It is a religio political organization founded in 1928 at Ismailia, Egypt, by Ḥasan al-Bannāʾ. It advocated a return to the Qurān and the Hadith as guidelines for a healthy modern Islamic society. The Brotherhood spread rapidly throughout Egypt, Sudan, Syria, Palestine, Lebanon, and North Africa. Although figures of Brotherhood membership are variable, it is estimated that at its height in the late 1940s it may have had some 500,000 members.
Muslim Brotherhood
The Brotherhood’s mission is to Islamize society through the promotion of religious law, values, and morals. It has long combined preaching and political activism with social welfare to advance this objective. The group earned legitimacy among its core constituency, the lower-middle class, as the most effective organized resistance against the British occupation of Egypt (1882–1952).
After a coup d’état that forced King Farouk out of power in July 1952, the military junta that took charge and the Brotherhood became rivals. This conflict was over power and ideology; the Brotherhood rejected the military’s vision of Egypt as the leader of a socialist, secular, pan-Arab movement. The Brotherhood nevertheless became ubiquitous in society, building allegiance as a populist alternative to the Egyptian state, which provided neither prosperity nor welfare and suffered repeated military defeats by Israel.

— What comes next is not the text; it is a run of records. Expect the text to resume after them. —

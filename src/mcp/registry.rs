use crate::mcp::config::{McpConfig, McpServerEntry, expand_env_map};
use crate::mcp::tool::{MAX_TOOL_NAME_LEN, ToolDescriptor, namespaced_tool_name};
use anyhow::Context;
use rmcp::{
    service::{RoleClient, ServiceExt},
    transport::{IntoTransport, TokioChildProcess},
};
use std::{collections::HashSet, io::Write};
use tokio::process::Command;

type DynClientService = rmcp::service::RunningService<
    RoleClient,
    Box<dyn rmcp::service::DynService<RoleClient>>,
>;

/// Open MCP sessions, closed together in reverse acquisition order.
#[derive(Default)]
pub struct SessionGuards {
    sessions: Vec<(String, DynClientService)>,
}

impl std::fmt::Debug for SessionGuards {
    fn fmt(&self, f: &mut std::fmt::Formatter<'_>) -> std::fmt::Result {
        f.debug_struct("SessionGuards")
            .field("servers", &self.names().collect::<Vec<_>>())
            .finish()
    }
}

impl SessionGuards {
    fn push(&mut self, server: String, service: DynClientService) {
        self.sessions.push((server, service));
    }

    pub fn len(&self) -> usize {
        self.sessions.len()
    }

    pub fn is_empty(&self) -> bool {
        self.sessions.is_empty()
    }

    /// Server names in acquisition order.
    pub fn names(&self) -> impl Iterator<Item = &str> {
        self.sessions.iter().map(|(name, _)| name.as_str())
    }

    /// Close every session, last opened first. Returns the names in the
    /// order they were closed.
    pub async fn close_all(&mut self) -> Vec<String> {
        let mut closed = Vec::with_capacity(self.sessions.len());
        while let Some((server, service)) = self.sessions.pop() {
            match service.cancel().await {
                Ok(reason) => {
                    tracing::debug!(server = %server, reason = ?reason, "MCP session closed");
                }
                Err(e) => {
                    tracing::warn!(server = %server, error = %e, "MCP session task failed during close");
                }
            }
            closed.push(server);
        }
        closed
    }
}

/// Connects to MCP servers and collects their tools.
///
/// Connections are attempted one at a time. A server that fails to spawn,
/// handshake or list its tools is reported and skipped; the others are
/// still attempted.
#[derive(Default)]
pub struct ToolHub {
    guards: SessionGuards,
    tools: Vec<ToolDescriptor>,
    names: HashSet<String>,
}

impl std::fmt::Debug for ToolHub {
    fn fmt(&self, f: &mut std::fmt::Formatter<'_>) -> std::fmt::Result {
        f.debug_struct("ToolHub")
            .field("tool_count", &self.tools.len())
            .field("service_count", &self.guards.len())
            .finish()
    }
}

impl ToolHub {
    pub fn new() -> Self {
        Self::default()
    }

    /// Connect every configured server in order, writing progress to `out`.
    pub async fn connect_all(&mut self, cfg: &McpConfig, out: &mut dyn Write) -> std::io::Result<()> {
        for (name, entry) in &cfg.mcp_servers {
            writeln!(out, "\nConnecting to MCP server: {name}...")?;
            if let Err(e) = self.connect_stdio(name, entry, out).await {
                tracing::warn!(server = %name, error = %format!("{e:#}"), "MCP server skipped");
                writeln!(out, "Failed to connect to server {name}: {e:#}")?;
            }
        }
        Ok(())
    }

    /// Spawn one stdio server and load its tools.
    pub async fn connect_stdio(
        &mut self,
        name: &str,
        entry: &McpServerEntry,
        out: &mut dyn Write,
    ) -> anyhow::Result<usize> {
        let mut cmd = Command::new(&entry.command);
        cmd.args(&entry.args);
        for (k, v) in expand_env_map(&entry.env) {
            cmd.env(k, v);
        }

        let transport = TokioChildProcess::new(cmd)
            .with_context(|| format!("failed to spawn '{}'", entry.command))?;
        self.connect_transport(name, transport, out).await
    }

    /// Handshake over an arbitrary transport and load the server's tools.
    ///
    /// On success the session joins the guard stack and the number of tools
    /// loaded is returned. If listing fails, the session is closed and no
    /// tools from it are kept.
    pub async fn connect_transport<T, E, A>(
        &mut self,
        name: &str,
        transport: T,
        out: &mut dyn Write,
    ) -> anyhow::Result<usize>
    where
        T: IntoTransport<RoleClient, E, A>,
        E: std::error::Error + Send + Sync + 'static,
    {
        // store as dyn to keep a homogeneous collection
        let service = ()
            .into_dyn()
            .serve(transport)
            .await
            .with_context(|| format!("MCP handshake failed for '{name}'"))?;

        tracing::info!(server = %name, "MCP session initialized");

        let listed = match service.list_all_tools().await {
            Ok(tools) => tools,
            Err(e) => {
                let _ = service.cancel().await;
                return Err(e).with_context(|| format!("tools/list failed for MCP server '{name}'"));
            }
        };

        let peer = service.peer().clone();
        let mut loaded = Vec::with_capacity(listed.len());
        for tool in &listed {
            let ns_name = self.claim_name(name, &tool.name);
            loaded.push(ToolDescriptor::from_mcp(ns_name, name, tool, peer.clone()));
        }

        for tool in &loaded {
            tracing::info!(server = %name, tool = %tool.name(), "MCP tool discovered");
            writeln!(out, "\nLoaded tool: {}", tool.name())?;
        }
        writeln!(out, "\n{} tools loaded from {name}.", loaded.len())?;

        let count = loaded.len();
        self.tools.extend(loaded);
        self.guards.push(name.to_string(), service);
        Ok(count)
    }

    /// Reserve a unique namespaced name, suffixing `_2`, `_3`, ... on
    /// collision. Suffixed names still fit [`MAX_TOOL_NAME_LEN`].
    fn claim_name(&mut self, server: &str, tool: &str) -> String {
        let base = namespaced_tool_name(server, tool);
        let mut candidate = base.clone();
        let mut n = 2;
        while self.names.contains(&candidate) {
            let suffix = format!("_{n}");
            let keep = base.len().min(MAX_TOOL_NAME_LEN - suffix.len());
            candidate = format!("{}{suffix}", &base[..keep]);
            n += 1;
        }
        self.names.insert(candidate.clone());
        candidate
    }

    pub fn tools(&self) -> &[ToolDescriptor] {
        &self.tools
    }

    pub fn session_count(&self) -> usize {
        self.guards.len()
    }

    /// Split into the tool collection and the session guards that keep it
    /// callable.
    pub fn into_parts(self) -> (Vec<ToolDescriptor>, SessionGuards) {
        (self.tools, self.guards)
    }
}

The Brotherhood renounced violence in the 1970s and earned popular support by providing social services such as pharmacies, hospitals, and schools. After the ouster of former president Hosni Mubarak in the Arab Spring protests of 2011, the group’s political arm won a plurality of seats in Egypt’s lower house of parliament and its candidate, Mohammed Morsi, was elected president. But Morsi was ousted by the military in July 2013, and the Brotherhood’s members were imprisoned, went into exile, or were forced underground.

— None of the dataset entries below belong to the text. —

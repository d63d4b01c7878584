//! Command-line interface definition.
use std::path::PathBuf;

use clap::{Parser, Subcommand};

/// Top-level CLI entry point.
#[derive(Parser, Debug)]
#[command(
    name = "homesync",
    about = "Keep application settings in sync across machines",
    version
)]
pub struct Cli {
    /// Subcommand to run.
    #[command(subcommand)]
    pub command: Command,

    /// Enable verbose output (one line per managed path)
    #[arg(short, long, global = true)]
    pub verbose: bool,

    #[command(flatten)]
    pub global: GlobalOpts,
}

/// Options shared across all subcommands.
#[derive(Parser, Debug, Clone)]
pub struct GlobalOpts {
    /// Preview changes without applying them
    #[arg(short = 'n', long, global = true)]
    pub dry_run: bool,

    /// Override the home directory
    #[arg(long, global = true)]
    pub home: Option<PathBuf>,

    /// Override the storage root (skips provider detection)
    #[arg(long, global = true)]
    pub storage: Option<PathBuf>,
}

/// Available subcommands.
#[derive(Subcommand, Debug)]
pub enum Command {
    /// Move config files into storage and link them back
    Backup(OpOpts),
    /// Link config files to existing storage copies
    Restore(OpOpts),
    /// Unlink everything and move the files back home
    Uninstall(UninstallOpts),
    /// List the supported applications
    List,
    /// Generate shell completions
    Completions(CompletionsOpts),
    /// Print version information
    Version,
}

/// Application filters shared by the three operations.
#[derive(Parser, Debug, Clone, Default)]
pub struct OpOpts {
    /// Skip specific applications (by id)
    #[arg(long, value_delimiter = ',')]
    pub skip: Vec<String>,

    /// Process only specific applications (by id)
    #[arg(long, value_delimiter = ',')]
    pub only: Vec<String>,
}

/// Options for the `uninstall` subcommand.
#[derive(Parser, Debug, Clone)]
pub struct UninstallOpts {
    #[command(flatten)]
    pub filter: OpOpts,

    /// Do not ask for confirmation
    #[arg(short, long)]
    pub force: bool,
}

/// Options for the `completions` subcommand.
#[derive(Parser, Debug, Clone)]
pub struct CompletionsOpts {
    /// Shell to generate completions for
    #[arg(value_enum)]
    pub shell: clap_complete::Shell,
}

While Morsi’s opponents celebrated, enraged supporters of the Muslim Brotherhood took to the streets to denounce the removal of a democratically elected leader. Its leaders likewise boycotted the transitional political process, citing it as illegitimate. Tensions erupted into violence on July 8, 2013, when Egyptian security forces opened fire on a crowd of Muslim Brotherhood supporters outside a military base in Cairo, killing at least 50 people and wounding hundreds more. The government implemented a broad crackdown on the Muslim Brotherhood as an organization.
As part of a wide-ranging crackdown on political opposition, the Egyptian government has labeled the group a terrorist organization, as have Saudi Arabia and the United Arab Emirates (UAE). U.S. President has expressed interest in following suit, but many experts say a designation, whether of the original Egyptian group or of kindred groups throughout the region, would stretch the bounds of the law and also complicate U.S. diplomacy across much of the Middle East and North Africa.